Where does the word "sqlx" occur in the entries below? Copy every line that has it.

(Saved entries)
+++
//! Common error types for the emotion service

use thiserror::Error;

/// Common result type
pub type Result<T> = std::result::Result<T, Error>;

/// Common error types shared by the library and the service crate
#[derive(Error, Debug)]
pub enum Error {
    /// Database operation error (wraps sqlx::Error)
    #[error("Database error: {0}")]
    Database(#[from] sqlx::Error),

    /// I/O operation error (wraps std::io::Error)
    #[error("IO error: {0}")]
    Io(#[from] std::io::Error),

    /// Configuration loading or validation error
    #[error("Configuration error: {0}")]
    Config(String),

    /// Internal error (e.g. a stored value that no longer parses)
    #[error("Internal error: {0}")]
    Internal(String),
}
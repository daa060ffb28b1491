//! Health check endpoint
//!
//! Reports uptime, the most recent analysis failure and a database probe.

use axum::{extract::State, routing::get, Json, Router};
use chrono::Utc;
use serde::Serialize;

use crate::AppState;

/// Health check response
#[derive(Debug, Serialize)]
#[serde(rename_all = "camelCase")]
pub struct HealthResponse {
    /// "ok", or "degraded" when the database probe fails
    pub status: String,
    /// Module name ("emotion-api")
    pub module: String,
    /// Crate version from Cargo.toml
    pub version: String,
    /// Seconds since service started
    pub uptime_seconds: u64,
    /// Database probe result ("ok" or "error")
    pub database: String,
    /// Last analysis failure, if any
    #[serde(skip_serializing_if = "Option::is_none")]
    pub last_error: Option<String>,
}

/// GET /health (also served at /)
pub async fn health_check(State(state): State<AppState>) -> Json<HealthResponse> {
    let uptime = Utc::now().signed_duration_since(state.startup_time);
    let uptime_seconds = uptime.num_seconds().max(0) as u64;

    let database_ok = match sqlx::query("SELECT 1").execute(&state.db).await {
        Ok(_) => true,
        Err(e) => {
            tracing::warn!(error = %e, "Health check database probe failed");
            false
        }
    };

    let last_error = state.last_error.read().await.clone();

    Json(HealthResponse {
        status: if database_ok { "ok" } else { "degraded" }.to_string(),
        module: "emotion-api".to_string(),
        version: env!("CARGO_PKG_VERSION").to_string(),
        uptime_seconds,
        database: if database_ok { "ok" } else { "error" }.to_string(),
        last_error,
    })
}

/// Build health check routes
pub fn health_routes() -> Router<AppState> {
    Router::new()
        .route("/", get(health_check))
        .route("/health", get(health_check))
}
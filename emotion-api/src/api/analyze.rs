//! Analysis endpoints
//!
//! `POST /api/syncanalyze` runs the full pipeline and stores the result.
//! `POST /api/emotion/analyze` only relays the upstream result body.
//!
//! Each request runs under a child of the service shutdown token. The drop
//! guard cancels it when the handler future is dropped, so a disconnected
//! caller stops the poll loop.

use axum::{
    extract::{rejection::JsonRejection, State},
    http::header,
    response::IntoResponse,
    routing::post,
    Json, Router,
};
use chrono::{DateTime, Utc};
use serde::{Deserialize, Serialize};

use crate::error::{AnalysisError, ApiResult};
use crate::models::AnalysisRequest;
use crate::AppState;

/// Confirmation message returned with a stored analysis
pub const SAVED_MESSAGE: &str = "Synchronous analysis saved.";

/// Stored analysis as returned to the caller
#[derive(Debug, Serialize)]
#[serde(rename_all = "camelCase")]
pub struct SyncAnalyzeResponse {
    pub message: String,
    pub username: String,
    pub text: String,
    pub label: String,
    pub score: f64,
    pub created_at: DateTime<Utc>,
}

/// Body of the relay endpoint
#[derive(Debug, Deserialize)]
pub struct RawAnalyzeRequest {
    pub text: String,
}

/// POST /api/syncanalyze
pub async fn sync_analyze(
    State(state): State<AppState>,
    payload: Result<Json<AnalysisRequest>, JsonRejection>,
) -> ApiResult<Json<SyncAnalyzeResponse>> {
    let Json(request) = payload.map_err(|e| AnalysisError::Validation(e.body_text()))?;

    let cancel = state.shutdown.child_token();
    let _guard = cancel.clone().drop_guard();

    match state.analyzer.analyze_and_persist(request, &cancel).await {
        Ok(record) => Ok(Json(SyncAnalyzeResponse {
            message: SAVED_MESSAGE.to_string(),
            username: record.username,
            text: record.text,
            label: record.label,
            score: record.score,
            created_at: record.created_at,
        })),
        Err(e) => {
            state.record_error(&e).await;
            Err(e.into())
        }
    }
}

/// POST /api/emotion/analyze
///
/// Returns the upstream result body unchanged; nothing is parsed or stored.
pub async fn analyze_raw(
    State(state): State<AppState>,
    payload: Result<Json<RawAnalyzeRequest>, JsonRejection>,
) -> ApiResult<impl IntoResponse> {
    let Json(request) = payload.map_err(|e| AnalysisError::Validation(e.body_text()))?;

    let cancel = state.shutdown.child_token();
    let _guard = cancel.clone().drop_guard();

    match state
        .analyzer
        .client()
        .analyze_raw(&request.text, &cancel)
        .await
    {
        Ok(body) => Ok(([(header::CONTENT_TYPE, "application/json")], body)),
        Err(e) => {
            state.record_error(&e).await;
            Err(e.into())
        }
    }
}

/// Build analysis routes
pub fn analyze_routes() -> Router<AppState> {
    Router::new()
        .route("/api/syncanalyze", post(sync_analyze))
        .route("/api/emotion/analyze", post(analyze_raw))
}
+++
# [Task output]
    /// Database operation error (wraps sqlx::Error)
    Database(#[from] sqlx::Error),
    let database_ok = match sqlx::query("SELECT 1").execute(&state.db).await {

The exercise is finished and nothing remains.